Records from a data collection:
*** Begin section ***

//! nbtcodec reads and writes the binary NBT format used by *Minecraft* to
//! store level data, schematics and player files.
//!
//! * For the typed tree that mirrors the wire format see [`Value`].
//! * For the loosely typed tree applications usually work with see
//!   [`DynValue`].
//! * For describing the expected shape of a document see [`Schema`].
//! * For gzip/zlib/raw-deflate streams see [`compress`].
//!
//! ```toml
//! [dependencies]
//! nbtcodec = "0.1"
//! ```
//!
//! # Schemas
//!
//! NBT pins every number to a width, which a loose tree of numbers cannot
//! express. A [`Schema`] fills that gap: it names the expected tag at each
//! position of a document. When reading, a schema is enforced (wrong
//! structure is an error, wrong number widths are converted). When writing,
//! it selects the width of each number. Schemas are optional. Without one,
//! numbers read from a document remember their width so they are written
//! back unchanged, and numbers created by the application are written with
//! the smallest type that holds them.
//!
//! # Quick example
//!
//! ```
//! use nbtcodec::{from_bytes, to_bytes, DynValue, ReadOptions, Schema, WriteOptions};
//!
//! # fn main() -> nbtcodec::error::Result<()> {
//! let schema: Schema = serde_json::from_str(r#"{ "Width": "short", "Blocks": "data" }"#).unwrap();
//!
//! let mut root = indexmap::IndexMap::new();
//! root.insert("Width".to_owned(), DynValue::integer(3));
//! root.insert("Blocks".to_owned(), DynValue::Data(vec![1, 2, 3]));
//! let root = DynValue::Map(root);
//!
//! let bytes = to_bytes(&root, "Schematic", &WriteOptions::default(), Some(&schema))?;
//! let decoded = from_bytes(&bytes, Some("Schematic"), &ReadOptions::default(), Some(&schema))?;
//!
//! assert_eq!(decoded.value, root);
//! # Ok(())
//! # }
//! ```
//!
//! # Compressed input
//!
//! Most NBT files on disk are gzip compressed, and chunks inside region
//! files are zlib compressed. [`from_reader`] and [`to_writer`] take an
//! optional [`CompressionMode`]; [`CompressionMode::AutoDetect`] tells gzip
//! and zlib apart by their headers.

pub mod compress;
pub mod de;
pub mod dynamic;
pub mod error;
pub mod schema;
pub mod ser;

mod io;
mod options;
mod value;

pub use compress::CompressionMode;
pub use dynamic::{DynValue, Number};
pub use io::*;
pub use options::*;
pub use schema::Schema;
pub use value::*;

#[cfg(test)]
mod test;

use std::fmt;

/// An NBT tag. This does not carry the value or the name of the data.
#[derive(Debug, PartialEq, Eq, Hash, Clone, Copy)]
#[repr(u8)]
pub enum Tag {
    /// Represents the end of a Compound object.
    End = 0,
    /// Equivalent to i8.
    Byte = 1,
    /// Equivalent to i16.
    Short = 2,
    /// Equivalent to i32.
    Int = 3,
    /// Equivalent to i64
    Long = 4,
    /// Equivalent to f32.
    Float = 5,
    /// Equivalent to f64.
    Double = 6,
    /// Represents an array of raw bytes.
    ByteArray = 7,
    /// Represents a Unicode string.
    String = 8,
    /// Represents a list of other objects, all of the same tag.
    List = 9,
    /// Represents a struct-like structure.
    Compound = 10,
    /// Represents as array of Int (i32).
    IntArray = 11,
}

impl Tag {
    /// True for the six fixed-width number tags.
    pub fn is_numeric(self) -> bool {
        (Tag::Byte as u8..=Tag::Double as u8).contains(&(self as u8))
    }

    /// True for Byte, Short, Int and Long.
    pub fn is_integer(self) -> bool {
        (Tag::Byte as u8..=Tag::Long as u8).contains(&(self as u8))
    }

    /// The conventional name of the tag, eg. `TAG_Int_Array`.
    pub fn name(self) -> &'static str {
        match self {
            Tag::End => "TAG_End",
            Tag::Byte => "TAG_Byte",
            Tag::Short => "TAG_Short",
            Tag::Int => "TAG_Int",
            Tag::Long => "TAG_Long",
            Tag::Float => "TAG_Float",
            Tag::Double => "TAG_Double",
            Tag::ByteArray => "TAG_Byte_Array",
            Tag::String => "TAG_String",
            Tag::List => "TAG_List",
            Tag::Compound => "TAG_Compound",
            Tag::IntArray => "TAG_Int_Array",
        }
    }
}

impl fmt::Display for Tag {
    fn fmt(&self, f: &mut fmt::Formatter<'_>) -> fmt::Result {
        f.write_str(self.name())
    }
}

impl TryFrom<u8> for Tag {
    type Error = ();

    fn try_from(value: u8) -> Result<Self, ()> {
        use Tag::*;
        Ok(match value {
            0 => End,
            1 => Byte,
            2 => Short,
            3 => Int,
            4 => Long,
            5 => Float,
            6 => Double,
            7 => ByteArray,
            8 => String,
            9 => List,
            10 => Compound,
            11 => IntArray,
            12..=u8::MAX => return Err(()),
        })
    }
}

impl From<Tag> for u8 {
    fn from(tag: Tag) -> Self {
        tag as u8
    }
}
use std::slice;

use crate::error::{Error, Result};
use crate::{Tag, Value};

/// An NBT list. Every element has the same tag, fixed when the list is
/// created. A list with element tag [`Tag::End`] is the canonical empty
/// list and cannot hold elements.
#[derive(Debug, Clone, PartialEq)]
pub struct List {
    element: Tag,
    items: Vec<Value>,
}

impl List {
    /// An empty list whose elements will be `element`.
    pub fn new(element: Tag) -> Self {
        Self {
            element,
            items: Vec::new(),
        }
    }

    /// The canonical empty list, with element tag End.
    pub fn empty() -> Self {
        Self::new(Tag::End)
    }

    pub(crate) fn with_capacity(element: Tag, capacity: usize) -> Self {
        Self {
            element,
            items: Vec::with_capacity(capacity),
        }
    }

    /// Build a list from values that must all have the tag `element`.
    pub fn from_values(element: Tag, values: Vec<Value>) -> Result<Self> {
        if let Some(bad) = values.iter().find(|v| v.tag() != element || element == Tag::End) {
            return Err(Error::wrong_type(element, bad.tag()));
        }
        Ok(Self {
            element,
            items: values,
        })
    }

    /// Append a value, rejecting it if its tag differs from the element tag.
    pub fn push(&mut self, value: Value) -> Result<()> {
        if self.element == Tag::End || value.tag() != self.element {
            return Err(Error::wrong_type(self.element, value.tag()));
        }
        self.items.push(value);
        Ok(())
    }

    /// Convert every element to `element`, or `None` if any of them would
    /// lose its value.
    pub fn cast(&self, element: Tag) -> Option<List> {
        let items = self
            .items
            .iter()
            .map(|v| v.cast(element))
            .collect::<Option<Vec<_>>>()?;
        Some(Self { element, items })
    }

    pub fn element_tag(&self) -> Tag {
        self.element
    }

    pub fn len(&self) -> usize {
        self.items.len()
    }

    pub fn is_empty(&self) -> bool {
        self.items.is_empty()
    }

    pub fn get(&self, index: usize) -> Option<&Value> {
        self.items.get(index)
    }

    pub fn iter(&self) -> slice::Iter<'_, Value> {
        self.items.iter()
    }

    pub fn into_values(self) -> Vec<Value> {
        self.items
    }
}

impl<'a> IntoIterator for &'a List {
    type Item = &'a Value;
    type IntoIter = slice::Iter<'a, Value>;

    fn into_iter(self) -> Self::IntoIter {
        self.items.iter()
    }
}

impl IntoIterator for List {
    type Item = Value;
    type IntoIter = std::vec::IntoIter<Value>;

    fn into_iter(self) -> Self::IntoIter {
        self.items.into_iter()
    }
}
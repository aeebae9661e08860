use serde::ser::{SerializeMap, SerializeSeq};
use serde::Serialize;

use crate::{DynValue, Number};

impl Serialize for DynValue {
    fn serialize<S>(&self, serializer: S) -> Result<S::Ok, S::Error>
    where
        S: serde::Serializer,
    {
        match self {
            DynValue::Map(entries) => {
                let mut map = serializer.serialize_map(Some(entries.len()))?;
                for (key, value) in entries {
                    map.serialize_entry(key, value)?;
                }
                map.end()
            }
            DynValue::List(items) => {
                let mut seq = serializer.serialize_seq(Some(items.len()))?;
                for item in items {
                    seq.serialize_element(item)?;
                }
                seq.end()
            }
            DynValue::EmptyList(_) => serializer.serialize_seq(Some(0))?.end(),
            DynValue::IntArray(ints) => ints.serialize(serializer),
            DynValue::String(s) => serializer.serialize_str(s),
            DynValue::Data(data) => serde_bytes::Bytes::new(data).serialize(serializer),
            DynValue::Number(n) => n.serialize(serializer),
        }
    }
}

impl Serialize for Number {
    fn serialize<S>(&self, serializer: S) -> Result<S::Ok, S::Error>
    where
        S: serde::Serializer,
    {
        match *self {
            Number::Byte(v) => serializer.serialize_i8(v),
            Number::Short(v) => serializer.serialize_i16(v),
            Number::Int(v) => serializer.serialize_i32(v),
            Number::Long(v) | Number::Integer(v) => serializer.serialize_i64(v),
            Number::Float(v) => serializer.serialize_f32(v),
            Number::Double(v) | Number::Real(v) => serializer.serialize_f64(v),
        }
    }
}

*** End section ***

▶ **What you are asked to do**: For every line above that has "WriteOptions" in it, copy the line.

▶ **Answer section**:
//! use nbtcodec::{from_bytes, to_bytes, DynValue, ReadOptions, Schema, WriteOptions};
//! let bytes = to_bytes(&root, "Schematic", &WriteOptions::default(), Some(&schema))?;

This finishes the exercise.